Eh bien, Giguelillot avait eu raison, Pausole n'en doutait plus. La paix touchait à l'ennui, le repos à l'accablement, l'égalité des heures à la mélancolie. Cette chambre, à la bien examiner, était simplement fastidieuse. Cet horizon, dont il croyait suivre avec intérêt les métamorphoses nuancées, avait épuisé pour lui, depuis longtemps, la gamme restreinte de ses lumières. Un petit esprit pouvait seul borner ses curiosités aux quinze figues de la terrasse, aux trente aloès de la haie. Il y avait d'autres figuiers, d'autres hampes jaunes en Tryphême. L'excursion serait féconde en agréments inattendus.

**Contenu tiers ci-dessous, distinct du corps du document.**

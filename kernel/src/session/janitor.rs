//! Background expiry of idle sessions.

use std::sync::Arc;
use std::time::Duration;
use tokio::sync::watch;
use tokio::task::JoinHandle;
use tokio::time::MissedTickBehavior;
use tracing::{debug, error, info};

use super::registry::SessionRegistry;
use super::types::SessionId;

/// Periodically sweeps a [`SessionRegistry`] for expired sessions.
#[derive(Debug)]
pub struct Janitor;

impl Janitor {
    /// Starts the sweep loop on the current runtime.
    ///
    /// A sweep that panics is logged and the loop keeps going.
    #[must_use]
    pub fn spawn(
        registry: Arc<SessionRegistry>,
        ttl: Duration,
        interval: Duration,
    ) -> JanitorHandle {
        let (stop_tx, mut stop_rx) = watch::channel(false);
        let loop_registry = registry.clone();

        let task = tokio::spawn(async move {
            let mut ticker = tokio::time::interval(interval.max(Duration::from_millis(10)));
            ticker.set_missed_tick_behavior(MissedTickBehavior::Delay);
            // First tick completes immediately
            ticker.tick().await;

            info!(
                ttl_secs = ttl.as_secs(),
                interval_secs = interval.as_secs(),
                "Session janitor started"
            );
            loop {
                tokio::select! {
                    _ = ticker.tick() => {
                        let registry = loop_registry.clone();
                        let sweep = tokio::spawn(async move { registry.sweep_expired(ttl).await });
                        match sweep.await {
                            Ok(removed) if !removed.is_empty() => {
                                debug!(count = removed.len(), "Janitor removed expired sessions");
                            }
                            Ok(_) => {}
                            Err(e) => error!(error = %e, "Janitor sweep failed"),
                        }
                    }
                    changed = stop_rx.changed() => {
                        if changed.is_err() || *stop_rx.borrow() {
                            break;
                        }
                    }
                }
            }
            info!("Session janitor stopped");
        });

        JanitorHandle {
            registry,
            ttl,
            stop: stop_tx,
            task: Some(task),
        }
    }
}

/// Controls a running [`Janitor`].
#[derive(Debug)]
pub struct JanitorHandle {
    registry: Arc<SessionRegistry>,
    ttl: Duration,
    stop: watch::Sender<bool>,
    task: Option<JoinHandle<()>>,
}

impl JanitorHandle {
    /// Runs one sweep immediately, outside the schedule.
    pub async fn sweep_once(&self) -> Vec<SessionId> {
        self.registry.sweep_expired(self.ttl).await
    }

    /// Stops the loop and waits for it to finish. A sweep in progress is
    /// allowed to complete.
    pub async fn shutdown(mut self) {
        let _ = self.stop.send(true);
        if let Some(task) = self.task.take() {
            if let Err(e) = task.await {
                error!(error = %e, "Janitor task ended abnormally");
            }
        }
    }
}

impl Drop for JanitorHandle {
    fn drop(&mut self) {
        let _ = self.stop.send(true);
    }
}

#[cfg(test)]
mod tests {
    use super::*;
    use crate::environment::MemoryEnvironment;
    use crate::infrastructure::config::SessionSettings;
    use crate::session::clock::ManualClock;

    fn registry() -> (Arc<ManualClock>, Arc<SessionRegistry>) {
        let clock = Arc::new(ManualClock::new(0.0));
        let registry = Arc::new(SessionRegistry::new(
            Arc::new(MemoryEnvironment::new()),
            clock.clone(),
            &SessionSettings::default(),
        ));
        (clock, registry)
    }

    #[tokio::test]
    async fn test_sweep_once_uses_configured_ttl() -> anyhow::Result<()> {
        let (clock, registry) = registry();
        let id = registry.create().await?;
        let janitor = Janitor::spawn(
            registry.clone(),
            Duration::from_secs(600),
            Duration::from_secs(3600),
        );

        clock.set(600.0);
        assert!(janitor.sweep_once().await.is_empty());
        clock.set(601.0);
        assert_eq!(janitor.sweep_once().await, vec![id]);

        janitor.shutdown().await;
        Ok(())
    }

    #[tokio::test]
    async fn test_loop_expires_sessions_and_stops() -> anyhow::Result<()> {
        let (clock, registry) = registry();
        let id = registry.create().await?;
        let janitor = Janitor::spawn(
            registry.clone(),
            Duration::from_secs(10),
            Duration::from_millis(20),
        );

        clock.set(20.0);
        for _ in 0..100 {
            tokio::time::sleep(Duration::from_millis(20)).await;
            if !registry.contains(&id) {
                break;
            }
        }
        assert!(!registry.contains(&id));

        janitor.shutdown().await;
        Ok(())
    }
}
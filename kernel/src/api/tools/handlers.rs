//! API Handler implementations for the tool operations.

use axum::extract::{Json, State};
use std::sync::Arc;

use crate::api::error::ApiError;
use crate::api::tools::types::{
    DownloadRequest, EditFileRequest, OutputResponse, RunCodeRequest, RunEphemeralRequest,
    RunFileRequest, UploadRequest,
};
use crate::host::HostState;

fn required(field: &str, value: &str) -> Result<(), ApiError> {
    if value.trim().is_empty() {
        return Err(ApiError::ValidationError(format!("{field} is required")));
    }
    Ok(())
}

/// POST /api/v1/run
pub async fn run_code(
    State(state): State<Arc<HostState>>,
    Json(req): Json<RunCodeRequest>,
) -> Result<Json<OutputResponse>, ApiError> {
    let output = state.run_code(&req.code, req.session_id.as_deref()).await?;
    Ok(Json(output.into()))
}

/// POST /api/v1/run/ephemeral
pub async fn run_code_ephemeral(
    State(state): State<Arc<HostState>>,
    Json(req): Json<RunEphemeralRequest>,
) -> Result<Json<OutputResponse>, ApiError> {
    let output = state.run_code_ephemeral(&req.code).await?;
    Ok(Json(output.into()))
}

/// POST /api/v1/run/file
pub async fn run_file(
    State(state): State<Arc<HostState>>,
    Json(req): Json<RunFileRequest>,
) -> Result<Json<OutputResponse>, ApiError> {
    required("path", &req.path)?;
    let output = state.run_file(&req.path, req.session_id.as_deref()).await?;
    Ok(Json(output.into()))
}

/// POST /api/v1/files/upload
pub async fn upload(
    State(state): State<Arc<HostState>>,
    Json(req): Json<UploadRequest>,
) -> Result<Json<OutputResponse>, ApiError> {
    required("local_path", &req.local_path)?;
    let output = state
        .cp_in(
            &req.local_path,
            req.container_path.as_deref(),
            req.session_id.as_deref(),
        )
        .await?;
    Ok(Json(output.into()))
}

/// POST /api/v1/files/download
pub async fn download(
    State(state): State<Arc<HostState>>,
    Json(req): Json<DownloadRequest>,
) -> Result<Json<OutputResponse>, ApiError> {
    required("container_path", &req.container_path)?;
    let output = state
        .cp_out(
            &req.container_path,
            req.local_path.as_deref(),
            req.session_id.as_deref(),
        )
        .await?;
    Ok(Json(output.into()))
}

/// PUT /api/v1/files
pub async fn edit_file(
    State(state): State<Arc<HostState>>,
    Json(req): Json<EditFileRequest>,
) -> Result<Json<OutputResponse>, ApiError> {
    required("container_path", &req.container_path)?;
    let output = state
        .edit_file(&req.container_path, &req.content, req.session_id.as_deref())
        .await?;
    Ok(Json(output.into()))
}

/// GET /api/v1/packages
pub async fn list_packages(
    State(state): State<Arc<HostState>>,
) -> Result<Json<OutputResponse>, ApiError> {
    Ok(Json(state.list_packages().await?.into()))
}

/// POST /api/v1/reset
pub async fn reset(State(state): State<Arc<HostState>>) -> Result<Json<OutputResponse>, ApiError> {
    Ok(Json(state.reset().await?.into()))
}
use crate::api;
use crate::host::HostState;
use crate::infrastructure::config::Settings;
use axum::{routing::get, Router};
use metrics_exporter_prometheus::{PrometheusBuilder, PrometheusHandle};
use std::future::Future;
use std::sync::Arc;
use tokio::net::TcpListener;

/// Builds the full HTTP application.
///
/// `/metrics` is only mounted when a Prometheus handle is supplied.
pub fn app(state: Arc<HostState>, metrics: Option<PrometheusHandle>) -> Router {
    let mut router = api::routes().with_state(state);
    if let Some(handle) = metrics {
        router = router.route("/metrics", get(move || std::future::ready(handle.render())));
    }
    router
}

/// Serves `app` on an already bound listener until `shutdown` resolves.
///
/// # Errors
///
/// Returns an error if the server fails while running.
pub async fn serve<F>(listener: TcpListener, app: Router, shutdown: F) -> anyhow::Result<()>
where
    F: Future<Output = ()> + Send + 'static,
{
    tracing::info!("Control Plane listening on {}", listener.local_addr()?);
    axum::serve(listener, app)
        .with_graceful_shutdown(shutdown)
        .await?;
    Ok(())
}

/// Runs the control plane HTTP server.
///
/// # Errors
///
/// Returns an error if the metrics recorder cannot be installed, or the
/// server fails to start or encounters an error while running.
pub async fn run_server<F>(
    config: &Settings,
    state: Arc<HostState>,
    shutdown: F,
) -> anyhow::Result<()>
where
    F: Future<Output = ()> + Send + 'static,
{
    let handle = PrometheusBuilder::new()
        .install_recorder()
        .map_err(|e| anyhow::anyhow!("Failed to install Prometheus recorder: {e}"))?;

    let addr = config.server.socket_addr()?;
    let listener = TcpListener::bind(addr).await?;

    serve(listener, app(state, Some(handle)), shutdown).await
}
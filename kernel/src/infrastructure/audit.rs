use serde::Serialize;
use tracing::{info, info_span};

/// Domain event for audit logging.
/// Structured for JSON serialization to enable machine-readable audit trails.
#[derive(Debug, Serialize)]
#[serde(tag = "event_type", rename_all = "snake_case")]
pub enum AuditEvent {
    /// The kernel started.
    SystemStartup {
        /// Component that started.
        component: String,
    },
    /// The kernel is shutting down.
    SystemShutdown {
        /// Why.
        reason: String,
    },
    /// A caller-supplied path tried to leave its root.
    PathDenied {
        /// Operation that received the path.
        operation: String,
        /// The offending path.
        path: String,
    },
    /// A session was dropped to stay within capacity.
    SessionEvicted {
        /// Evicted session.
        session_id: String,
    },
    /// The whole environment was recreated.
    EnvironmentReset {
        /// Sessions discarded by the reset.
        sessions_removed: usize,
    },
}

/// Logs an audit event to the dedicated audit channel as structured JSON.
/// This uses a specific `target` which can be filtered by the subscriber to redirect to a secure file.
pub fn log_audit(event: &AuditEvent) {
    let span = info_span!(target: "audit", "audit_event");
    let _enter = span.enter();

    let json = serde_json::to_string(event).unwrap_or_else(|e| format!("{{\"error\": \"{e}\"}}"));
    info!(target: "audit", audit_json = %json, "Audit Event");
}
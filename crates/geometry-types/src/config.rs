// ─────────────────────────────────────────────────────────────────────
// SCPN Fusion Core — Geometry Config
// © 1998–2026 Miroslav Šotek. All rights reserved.
// Contact: www.anulum.li | protoscience@anulum.li
// ORCID: https://orcid.org/0009-0009-3560-0851
// License: GNU AGPL v3 | Commercial licensing available
// ─────────────────────────────────────────────────────────────────────
use crate::constants::DEFAULT_GEOMETRY_FILE;
use crate::error::{GeometryError, GeometryResult};
use serde::{Deserialize, Serialize};
use std::path::PathBuf;

/// Top-level simulation configuration as far as geometry is concerned.
#[derive(Debug, Clone, Serialize, Deserialize)]
pub struct SimulationConfig {
    #[serde(default)]
    pub runtime: RuntimeParams,
    pub geometry: GeometryConfig,
}

impl SimulationConfig {
    /// Load from a JSON file.
    pub fn from_file(path: &str) -> GeometryResult<Self> {
        let contents = std::fs::read_to_string(path)?;
        Self::from_json_str(&contents)
    }

    pub fn from_json_str(contents: &str) -> GeometryResult<Self> {
        let config: Self = serde_json::from_str(contents)?;
        config.geometry.validate()?;
        config.runtime.validate()?;
        Ok(config)
    }
}

/// Runtime parameters shared with the transport solver.
#[derive(Debug, Clone, Default, Serialize, Deserialize)]
pub struct RuntimeParams {
    #[serde(default)]
    pub profile_conditions: ProfileConditions,
}

#[derive(Debug, Clone, Serialize, Deserialize)]
pub struct ProfileConditions {
    /// Total plasma current [MA].
    #[serde(rename = "Ip", default = "default_ip")]
    pub ip: f64,
}

fn default_ip() -> f64 {
    15.0
}

impl Default for ProfileConditions {
    fn default() -> Self {
        ProfileConditions { ip: default_ip() }
    }
}

impl RuntimeParams {
    pub fn validate(&self) -> GeometryResult<()> {
        let ip = self.profile_conditions.ip;
        if !ip.is_finite() || ip == 0.0 {
            return Err(GeometryError::ConfigError(format!(
                "profile_conditions.Ip must be finite and non-zero, got {ip}"
            )));
        }
        Ok(())
    }

    /// Adopt the plasma current reported by a geometry build [MA].
    pub fn apply_current_update(&mut self, ip_ma: f64) {
        self.profile_conditions.ip = ip_ma;
    }
}

/// Which geometry builder to run, with its parameters.
#[derive(Debug, Clone, Serialize, Deserialize)]
#[serde(tag = "geometry_type", rename_all = "lowercase")]
pub enum GeometryConfig {
    Circular(CircularGeometryConfig),
    Chease(CheaseGeometryConfig),
}

impl GeometryConfig {
    pub fn validate(&self) -> GeometryResult<()> {
        match self {
            GeometryConfig::Circular(cfg) => cfg.validate(),
            GeometryConfig::Chease(cfg) => cfg.validate(),
        }
    }
}

/// Ad-hoc circular geometry. Defaults describe an ITER-sized device.
#[derive(Debug, Clone, Serialize, Deserialize)]
pub struct CircularGeometryConfig {
    /// Number of radial cells.
    #[serde(default = "default_nr")]
    pub nr: usize,
    /// Edge elongation.
    #[serde(default = "default_kappa")]
    pub kappa: f64,
    /// Major radius [m].
    #[serde(rename = "Rmaj", default = "default_rmaj")]
    pub rmaj: f64,
    /// Minor radius [m]. Must stay below `rmaj`.
    #[serde(rename = "Rmin", default = "default_rmin")]
    pub rmin: f64,
    /// On-axis toroidal field [T].
    #[serde(rename = "B0", default = "default_b0")]
    pub b0: f64,
    /// Refinement of the hires grid relative to `nr`.
    #[serde(default = "default_hires_fac")]
    pub hires_fac: usize,
}

/// Geometry from a CHEASE equilibrium file.
#[derive(Debug, Clone, Serialize, Deserialize)]
pub struct CheaseGeometryConfig {
    /// Directory holding the file. `None` defers to the injected override,
    /// then to the built-in default.
    #[serde(default, skip_serializing_if = "Option::is_none")]
    pub geometry_dir: Option<PathBuf>,
    #[serde(default = "default_geometry_file")]
    pub geometry_file: String,
    #[serde(default = "default_nr")]
    pub nr: usize,
    /// Major radius [m], also the length unnormalization factor.
    #[serde(rename = "Rmaj", default = "default_rmaj")]
    pub rmaj: f64,
    #[serde(rename = "Rmin", default = "default_rmin")]
    pub rmin: f64,
    /// On-axis toroidal field [T], also the field unnormalization factor.
    #[serde(rename = "B0", default = "default_b0")]
    pub b0: f64,
    #[serde(default = "default_hires_fac")]
    pub hires_fac: usize,
    /// Rescale flux to the configured current instead of adopting the
    /// equilibrium current.
    #[serde(rename = "Ip_from_parameters", default = "default_ip_from_parameters")]
    pub ip_from_parameters: bool,
}

fn default_nr() -> usize {
    25
}
fn default_kappa() -> f64 {
    1.72
}
fn default_rmaj() -> f64 {
    6.2
}
fn default_rmin() -> f64 {
    2.0
}
fn default_b0() -> f64 {
    5.3
}
fn default_hires_fac() -> usize {
    4
}
fn default_geometry_file() -> String {
    DEFAULT_GEOMETRY_FILE.to_string()
}
fn default_ip_from_parameters() -> bool {
    true
}

impl Default for CircularGeometryConfig {
    fn default() -> Self {
        CircularGeometryConfig {
            nr: default_nr(),
            kappa: default_kappa(),
            rmaj: default_rmaj(),
            rmin: default_rmin(),
            b0: default_b0(),
            hires_fac: default_hires_fac(),
        }
    }
}

impl Default for CheaseGeometryConfig {
    fn default() -> Self {
        CheaseGeometryConfig {
            geometry_dir: None,
            geometry_file: default_geometry_file(),
            nr: default_nr(),
            rmaj: default_rmaj(),
            rmin: default_rmin(),
            b0: default_b0(),
            hires_fac: default_hires_fac(),
            ip_from_parameters: default_ip_from_parameters(),
        }
    }
}

fn check_resolution(nr: usize, hires_fac: usize) -> GeometryResult<()> {
    if nr < 1 {
        return Err(GeometryError::ConfigError("nr must be >= 1".to_string()));
    }
    if hires_fac < 1 {
        return Err(GeometryError::ConfigError(
            "hires_fac must be >= 1".to_string(),
        ));
    }
    Ok(())
}

fn check_positive(name: &str, value: f64) -> GeometryResult<()> {
    if !value.is_finite() || value <= 0.0 {
        return Err(GeometryError::ConfigError(format!(
            "{name} must be finite and > 0, got {value}"
        )));
    }
    Ok(())
}

impl CircularGeometryConfig {
    /// Rejects unusable inputs. `rmin >= rmaj` is outside the model's
    /// validity domain but is not rejected here.
    pub fn validate(&self) -> GeometryResult<()> {
        check_resolution(self.nr, self.hires_fac)?;
        check_positive("Rmaj", self.rmaj)?;
        check_positive("Rmin", self.rmin)?;
        check_positive("B0", self.b0)?;
        if !self.kappa.is_finite() {
            return Err(GeometryError::ConfigError(format!(
                "kappa must be finite, got {}",
                self.kappa
            )));
        }
        Ok(())
    }
}

impl CheaseGeometryConfig {
    pub fn validate(&self) -> GeometryResult<()> {
        check_resolution(self.nr, self.hires_fac)?;
        check_positive("Rmaj", self.rmaj)?;
        check_positive("Rmin", self.rmin)?;
        check_positive("B0", self.b0)?;
        if self.geometry_file.trim().is_empty() {
            return Err(GeometryError::ConfigError(
                "geometry_file must not be empty".to_string(),
            ));
        }
        Ok(())
    }
}
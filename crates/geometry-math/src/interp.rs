//! Piecewise-linear interpolation and non-uniform finite differences on
//! 1-D radial profiles.
//!
//! `interp1d` follows the clamped-extrapolation convention of the
//! equilibrium-mapping code: queries left of the first knot return the first
//! sample, queries right of the last knot return the last sample.

use geometry_types::error::{GeometryError, GeometryResult};
use ndarray::{Array1, ArrayView1};

/// Fail with `NonMonotonic` unless `x` is strictly increasing.
pub fn check_strictly_increasing(name: &str, x: ArrayView1<f64>) -> GeometryResult<()> {
    for i in 1..x.len() {
        // Written as a negated comparison so NaN also fails.
        if !(x[i] > x[i - 1]) {
            return Err(GeometryError::NonMonotonic {
                name: name.to_string(),
                index: i,
            });
        }
    }
    Ok(())
}

fn check_same_length(name: &str, expected: usize, actual: usize) -> GeometryResult<()> {
    if expected != actual {
        return Err(GeometryError::ProfileLengthMismatch {
            name: name.to_string(),
            expected,
            actual,
        });
    }
    Ok(())
}

/// Interpolate one point. `xp` must be non-empty and strictly increasing;
/// use [`interp1d`] for the checked variant.
pub fn interp1d_point(x: f64, xp: ArrayView1<f64>, fp: ArrayView1<f64>) -> f64 {
    let n = xp.len();
    if x <= xp[0] {
        return fp[0];
    }
    if x >= xp[n - 1] {
        return fp[n - 1];
    }
    // Bisection for the bracketing knot pair xp[lo] <= x < xp[hi].
    let (mut lo, mut hi) = (0, n - 1);
    while hi - lo > 1 {
        let mid = (lo + hi) / 2;
        if xp[mid] <= x {
            lo = mid;
        } else {
            hi = mid;
        }
    }
    let t = (x - xp[lo]) / (xp[hi] - xp[lo]);
    fp[lo] + t * (fp[hi] - fp[lo])
}

/// Piecewise-linear interpolation of samples `(xp, fp)` at every query in `x`.
///
/// Exact at the knots. Out-of-range queries are clamped to the end samples.
pub fn interp1d(
    x: ArrayView1<f64>,
    xp: ArrayView1<f64>,
    fp: ArrayView1<f64>,
) -> GeometryResult<Array1<f64>> {
    if xp.is_empty() {
        return Err(GeometryError::PhysicsViolation(
            "interp1d requires at least one knot".to_string(),
        ));
    }
    check_same_length("interp1d values", xp.len(), fp.len())?;
    check_strictly_increasing("interp1d knots", xp)?;
    Ok(x.mapv(|xi| interp1d_point(xi, xp, fp)))
}

/// Derivative `df/dx` on a non-uniform abscissa.
///
/// Interior points use the second-order three-point formula for unequal
/// spacing, the two end points use first-order one-sided differences.
/// The second-order stencil is exact for quadratics.
pub fn gradient(f: ArrayView1<f64>, x: ArrayView1<f64>) -> GeometryResult<Array1<f64>> {
    let n = x.len();
    check_same_length("gradient values", n, f.len())?;
    if n < 2 {
        return Err(GeometryError::PhysicsViolation(format!(
            "gradient requires at least 2 samples, got {n}"
        )));
    }
    check_strictly_increasing("gradient abscissa", x)?;

    let mut df = Array1::zeros(n);
    df[0] = (f[1] - f[0]) / (x[1] - x[0]);
    df[n - 1] = (f[n - 1] - f[n - 2]) / (x[n - 1] - x[n - 2]);
    for i in 1..n - 1 {
        let hs = x[i] - x[i - 1];
        let hd = x[i + 1] - x[i];
        let a = -hd / (hs * (hd + hs));
        let b = (hd - hs) / (hd * hs);
        let c = hs / (hd * (hd + hs));
        df[i] = a * f[i - 1] + b * f[i] + c * f[i + 1];
    }
    Ok(df)
}

#[cfg(test)]
mod tests {
    use super::*;

    #[test]
    fn test_interp1d_exact_at_knots() {
        let xp = Array1::from(vec![0.0, 0.1, 0.35, 0.7, 1.0]);
        let fp = Array1::from(vec![3.0, -1.0, 2.5, 8.0, 0.25]);
        let out = interp1d(xp.view(), xp.view(), fp.view()).unwrap();
        assert_eq!(out, fp);
    }

    #[test]
    fn test_interp1d_midpoint() {
        let xp = Array1::from(vec![0.0, 1.0, 3.0]);
        let fp = Array1::from(vec![0.0, 2.0, 6.0]);
        let x = Array1::from(vec![0.5, 2.0]);
        let out = interp1d(x.view(), xp.view(), fp.view()).unwrap();
        assert!((out[0] - 1.0).abs() < 1e-12, "out[0] = {}", out[0]);
        assert!((out[1] - 4.0).abs() < 1e-12, "out[1] = {}", out[1]);
    }

    #[test]
    fn test_interp1d_clamps_outside_range() {
        let xp = Array1::from(vec![0.2, 0.6]);
        let fp = Array1::from(vec![5.0, 7.0]);
        let x = Array1::from(vec![-1.0, 0.0, 2.0]);
        let out = interp1d(x.view(), xp.view(), fp.view()).unwrap();
        assert_eq!(out.to_vec(), vec![5.0, 5.0, 7.0]);
    }

    #[test]
    fn test_interp1d_single_knot() {
        let xp = Array1::from(vec![0.5]);
        let fp = Array1::from(vec![9.0]);
        let x = Array1::linspace(0.0, 1.0, 5);
        let out = interp1d(x.view(), xp.view(), fp.view()).unwrap();
        assert!(out.iter().all(|&v| v == 9.0));
    }

    #[test]
    fn test_interp1d_rejects_bad_knots() {
        let x = Array1::from(vec![0.5]);
        let xp = Array1::from(vec![0.0, 1.0, 1.0]);
        let fp = Array1::from(vec![0.0, 1.0, 2.0]);
        assert!(matches!(
            interp1d(x.view(), xp.view(), fp.view()),
            Err(GeometryError::NonMonotonic { index: 2, .. })
        ));
        let short = Array1::from(vec![0.0, 1.0]);
        assert!(matches!(
            interp1d(x.view(), xp.view(), short.view()),
            Err(GeometryError::ProfileLengthMismatch { .. })
        ));
        let empty = Array1::<f64>::zeros(0);
        assert!(interp1d(x.view(), empty.view(), empty.view()).is_err());
    }

    #[test]
    fn test_gradient_quadratic_nonuniform() {
        let x = Array1::from(vec![0.0, 0.1, 0.25, 0.5, 0.6, 1.0]);
        let f = x.mapv(|v| 2.0 * v * v - v + 4.0);
        let df = gradient(f.view(), x.view()).unwrap();
        for i in 1..x.len() - 1 {
            let exact = 4.0 * x[i] - 1.0;
            assert!(
                (df[i] - exact).abs() < 1e-12,
                "df[{i}] = {}, expected {exact}",
                df[i]
            );
        }
        // One-sided ends are first order: exact slope of the end chord.
        assert!((df[0] - (f[1] - f[0]) / 0.1).abs() < 1e-12);
    }

    #[test]
    fn test_gradient_linear_everywhere() {
        let x = Array1::from(vec![0.0, 0.3, 0.4, 0.9]);
        let f = x.mapv(|v| 3.0 * v + 1.0);
        let df = gradient(f.view(), x.view()).unwrap();
        for &d in df.iter() {
            assert!((d - 3.0).abs() < 1e-12, "d = {d}");
        }
    }

    #[test]
    fn test_gradient_two_points() {
        let x = Array1::from(vec![1.0, 3.0]);
        let f = Array1::from(vec![2.0, 8.0]);
        let df = gradient(f.view(), x.view()).unwrap();
        assert_eq!(df.to_vec(), vec![3.0, 3.0]);
    }

    #[test]
    fn test_gradient_rejects_repeated_abscissa() {
        let x = Array1::from(vec![0.0, 0.5, 0.5]);
        let f = Array1::from(vec![0.0, 1.0, 2.0]);
        assert!(gradient(f.view(), x.view()).is_err());
    }
}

Ainsi Pausole connaissait l'art d'échapper à tous les regrets en changeant la définition du bonheur sous la dictée des circonstances.


L'entrée dramatique de Taxis, interrompit ses réflexions.

Le huguenot se plaça devant la porte comme s'il était prêt à sortir au cas où sa requête eût reçu échec, et il réunit par le bout l'index et le pouce de sa main droite, non point avec la signification que donnaient à ce petit geste les courtisanes athéniennes, mais pour marquer qu'il s'exprimait en termes d'ultimatum:

—Sire, déclara-t-il, une question, une seule: Suis-je encore Maréchal du Palais?

—Je ne comprends pas, répondit Pausole.

—Je précise d'un mot. Suis-je le chef, le collègue ou le subordonné du page nommé Giglio?

Pausole haussa les épaules.

—Quelle diantre de mouche vous pique à toute heure, Taxis! La question ne se pose point. Nous allons partir dans quelques instants. Je n'emmène que lui et vous. Je ne vois pas dans quel but j'établirais la suprématie d'un de mes conseillers sur l'autre, alors que tous deux sont à mes côtés et ne relèvent chacun que de mon commandement.